[[ Study material, beginning ]]
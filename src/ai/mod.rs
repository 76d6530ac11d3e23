//! Machine opponent: static evaluation, alpha-beta search, and the three
//! difficulty strategies built on top of them.

mod agent;
pub mod heuristic;
pub mod minimax;
mod policy;
mod random;
mod tactical;

pub use agent::Agent;
pub use heuristic::{evaluate_board, evaluate_line, evaluate_lines, Heuristic, WindowHeuristic};
pub use minimax::{minimax, minimax_with, MinimaxAgent, SearchResult, SearchStats, DEFAULT_DEPTH};
pub use policy::{Difficulty, MovePolicy};
pub use random::RandomAgent;
pub use tactical::TacticalAgent;
use crate::game::{Board, Player};

/// Universal interface for move-selection strategies.
pub trait Agent {
    /// Select a column for `player` on `board`, or `None` if no column is
    /// open. Implementations must not mutate `board`.
    fn select_column(&mut self, board: &Board, player: Player) -> Option<usize>;

    /// Return the agent's display name.
    fn name(&self) -> &str;
}
use std::path::Path;

use log::warn;

use crate::ai::{Difficulty, DEFAULT_DEPTH};
use crate::error::ConfigError;
use crate::session::OpponentMode;

/// Deepest search the config accepts.
pub const MAX_SEARCH_DEPTH: usize = 10;

/// Longest delay before a machine reply, in milliseconds.
pub const MAX_MACHINE_DELAY_MS: u64 = 10_000;

/// Top-level application configuration, loadable from TOML.
#[derive(Debug, Clone, Default, PartialEq, serde::Serialize, serde::Deserialize)]
#[serde(default)]
pub struct AppConfig {
    pub game: GameConfig,
    pub search: SearchConfig,
}

/// Session settings.
#[derive(Debug, Clone, PartialEq, serde::Serialize, serde::Deserialize)]
#[serde(default)]
pub struct GameConfig {
    pub mode: OpponentMode,
    pub difficulty: Difficulty,
    /// Pause before the machine replies, so the human move is seen first.
    pub machine_delay_ms: u64,
    /// Seed for the easy/medium random choices. Unset means OS entropy.
    pub seed: Option<u64>,
}

impl Default for GameConfig {
    fn default() -> Self {
        GameConfig {
            mode: OpponentMode::HumanVsHuman,
            difficulty: Difficulty::Medium,
            machine_delay_ms: 500,
            seed: None,
        }
    }
}

/// Hard-difficulty search settings.
#[derive(Debug, Clone, PartialEq, serde::Serialize, serde::Deserialize)]
#[serde(default)]
pub struct SearchConfig {
    pub depth: usize,
}

impl Default for SearchConfig {
    fn default() -> Self {
        SearchConfig {
            depth: DEFAULT_DEPTH,
        }
    }
}

impl AppConfig {
    /// Load configuration from a TOML file.
    pub fn load(path: &Path) -> Result<Self, ConfigError> {
        let content = std::fs::read_to_string(path).map_err(|e| ConfigError::FileRead {
            path: path.to_path_buf(),
            source: e,
        })?;
        let config: AppConfig = toml::from_str(&content)?;
        config.validate()?;
        Ok(config)
    }

    /// Load configuration from a TOML file, falling back to defaults if the file
    /// does not exist.
    pub fn load_or_default(path: &Path) -> Result<Self, ConfigError> {
        if path.exists() {
            Self::load(path)
        } else {
            warn!("config file '{}' not found, using defaults", path.display());
            Ok(Self::default())
        }
    }

    /// Validate configuration values.
    pub fn validate(&self) -> Result<(), ConfigError> {
        if self.search.depth == 0 {
            return Err(ConfigError::Validation(
                "search.depth must be >= 1".into(),
            ));
        }
        if self.search.depth > MAX_SEARCH_DEPTH {
            return Err(ConfigError::Validation(format!(
                "search.depth must be <= {MAX_SEARCH_DEPTH}"
            )));
        }
        if self.game.machine_delay_ms > MAX_MACHINE_DELAY_MS {
            return Err(ConfigError::Validation(format!(
                "game.machine_delay_ms must be <= {MAX_MACHINE_DELAY_MS}"
            )));
        }
        Ok(())
    }

    /// Generate a TOML string with all default values (useful for creating
    /// example config files).
    pub fn default_toml() -> String {
        toml::to_string_pretty(&AppConfig::default()).unwrap_or_default()
    }
}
[[ Study material, end ]]
= Task description =
All records shown above must be set down again verbatim.

= Exercise response =
filename src/ai/mod.rs
repository 76d6530ac11d3e23
//! Machine opponent: static evaluation, alpha-beta search, and the three
//! difficulty strategies built on top of them.

mod agent;
pub mod heuristic;
pub mod minimax;
mod policy;
mod random;
mod tactical;

pub use agent::Agent;
pub use heuristic::{evaluate_board, evaluate_line, evaluate_lines, Heuristic, WindowHeuristic};
pub use minimax::{minimax, minimax_with, MinimaxAgent, SearchResult, SearchStats, DEFAULT_DEPTH};
pub use policy::{Difficulty, MovePolicy};
pub use random::RandomAgent;
pub use tactical::TacticalAgent;
use crate::game::{Board, Player};

/// Universal interface for move-selection strategies.
pub trait Agent {
    /// Select a column for `player` on `board`, or `None` if no column is
    /// open. Implementations must not mutate `board`.
    fn select_column(&mut self, board: &Board, player: Player) -> Option<usize>;

    /// Return the agent's display name.
    fn name(&self) -> &str;
}
use std::path::Path;

use log::warn;

use crate::ai::{Difficulty, DEFAULT_DEPTH};
use crate::error::ConfigError;
use crate::session::OpponentMode;

/// Deepest search the config accepts.
pub const MAX_SEARCH_DEPTH: usize = 10;

/// Longest delay before a machine reply, in milliseconds.
pub const MAX_MACHINE_DELAY_MS: u64 = 10_000;

/// Top-level application configuration, loadable from TOML.
#[derive(Debug, Clone, Default, PartialEq, serde::Serialize, serde::Deserialize)]
#[serde(default)]
pub struct AppConfig {
    pub game: GameConfig,
    pub search: SearchConfig,
}

/// Session settings.
#[derive(Debug, Clone, PartialEq, serde::Serialize, serde::Deserialize)]
#[serde(default)]
pub struct GameConfig {
    pub mode: OpponentMode,
    pub difficulty: Difficulty,
    /// Pause before the machine replies, so the human move is seen first.
    pub machine_delay_ms: u64,
    /// Seed for the easy/medium random choices. Unset means OS entropy.
    pub seed: Option<u64>,
}

impl Default for GameConfig {
    fn default() -> Self {
        GameConfig {
            mode: OpponentMode::HumanVsHuman,
            difficulty: Difficulty::Medium,
            machine_delay_ms: 500,
            seed: None,
        }
    }
}

/// Hard-difficulty search settings.
#[derive(Debug, Clone, PartialEq, serde::Serialize, serde::Deserialize)]
#[serde(default)]
pub struct SearchConfig {
    pub depth: usize,
}

impl Default for SearchConfig {
    fn default() -> Self {
        SearchConfig {
            depth: DEFAULT_DEPTH,
        }
    }
}

impl AppConfig {
    /// Load configuration from a TOML file.
    pub fn load(path: &Path) -> Result<Self, ConfigError> {
        let content = std::fs::read_to_string(path).map_err(|e| ConfigError::FileRead {
            path: path.to_path_buf(),
            source: e,
        })?;
        let config: AppConfig = toml::from_str(&content)?;
        config.validate()?;
        Ok(config)
    }

    /// Load configuration from a TOML file, falling back to defaults if the file
    /// does not exist.
    pub fn load_or_default(path: &Path) -> Result<Self, ConfigError> {
        if path.exists() {
            Self::load(path)
        } else {
            warn!("config file '{}' not found, using defaults", path.display());
            Ok(Self::default())
        }
    }

    /// Validate configuration values.
    pub fn validate(&self) -> Result<(), ConfigError> {
        if self.search.depth == 0 {
            return Err(ConfigError::Validation(
                "search.depth must be >= 1".into(),
            ));
        }
        if self.search.depth > MAX_SEARCH_DEPTH {
            return Err(ConfigError::Validation(format!(
                "search.depth must be <= {MAX_SEARCH_DEPTH}"
            )));
        }
        if self.game.machine_delay_ms > MAX_MACHINE_DELAY_MS {
            return Err(ConfigError::Validation(format!(
                "game.machine_delay_ms must be <= {MAX_MACHINE_DELAY_MS}"
            )));
        }
        Ok(())
    }

    /// Generate a TOML string with all default values (useful for creating
    /// example config files).
    pub fn default_toml() -> String {
        toml::to_string_pretty(&AppConfig::default()).unwrap_or_default()
    }
}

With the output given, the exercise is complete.